* **SOURCE DATA**
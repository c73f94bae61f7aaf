//! Connection service: directed edges between cards.
//!
//! The document enforces the edge rules (no self-loops, known endpoints,
//! one edge per unordered pair); this service turns a refusal into
//! `Rejected` so callers can treat a duplicate as a no-op.

use canvas::doc::{Connection, DocError};
use tracing::{debug, info};
use uuid::Uuid;

use crate::services::persistence::EntityKey;
use crate::services::{ErrorCode, now_ms};
use crate::state::AppState;

#[derive(Debug, thiserror::Error)]
pub enum ConnectionError {
    #[error("connection not found: {0}")]
    NotFound(Uuid),
    #[error("person not found: {0}")]
    PersonNotFound(Uuid),
    #[error("connection rejected: {0}")]
    Rejected(DocError),
}

impl ErrorCode for ConnectionError {
    fn error_code(&self) -> &'static str {
        match self {
            Self::NotFound(_) => "E_CONNECTION_NOT_FOUND",
            Self::PersonNotFound(_) => "E_PERSON_NOT_FOUND",
            Self::Rejected(_) => "E_CONNECTION_INVALID",
        }
    }
}

/// Connections in creation order.
pub async fn list_connections(state: &AppState) -> Vec<Connection> {
    let chart = state.chart.read().await;
    chart.doc.connections_sorted().into_iter().cloned().collect()
}

/// Connect `from -> to`.
///
/// # Errors
///
/// Returns `PersonNotFound` for an unknown endpoint and `Rejected` for a
/// self-loop or a pair that is already connected in either direction.
pub async fn create_connection(state: &AppState, from: Uuid, to: Uuid) -> Result<Connection, ConnectionError> {
    let mut chart = state.chart.write().await;
    match chart.doc.can_connect(from, to) {
        Ok(()) => {}
        Err(DocError::PersonNotFound(id)) => return Err(ConnectionError::PersonNotFound(id)),
        Err(e) => {
            debug!(%from, %to, reason = %e, "connection refused");
            return Err(ConnectionError::Rejected(e));
        }
    }

    let conn = Connection { id: Uuid::new_v4(), from_person_id: from, to_person_id: to, created_at: now_ms() };
    chart.doc.add_connection(conn.clone()).map_err(ConnectionError::Rejected)?;
    chart.pending.mark_upsert(EntityKey::connection(conn.id));
    info!(connection_id = %conn.id, %from, %to, "connection created");
    Ok(conn)
}

/// # Errors
///
/// Returns `NotFound` if no connection has this id.
pub async fn delete_connection(state: &AppState, id: Uuid) -> Result<Connection, ConnectionError> {
    let mut chart = state.chart.write().await;
    let conn = chart.doc.remove_connection(&id).ok_or(ConnectionError::NotFound(id))?;
    chart.pending.mark_delete(EntityKey::connection(id));
    Ok(conn)
}

#[cfg(test)]
#[path = "connections_test.rs"]
mod tests;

* **TASK**
Report every line above that has the string "AppState" in it.

* **SOLUTION BELOW**
use crate::state::AppState;
pub async fn list_connections(state: &AppState) -> Vec<Connection> {
pub async fn create_connection(state: &AppState, from: Uuid, to: Uuid) -> Result<Connection, ConnectionError> {
pub async fn delete_connection(state: &AppState, id: Uuid) -> Result<Connection, ConnectionError> {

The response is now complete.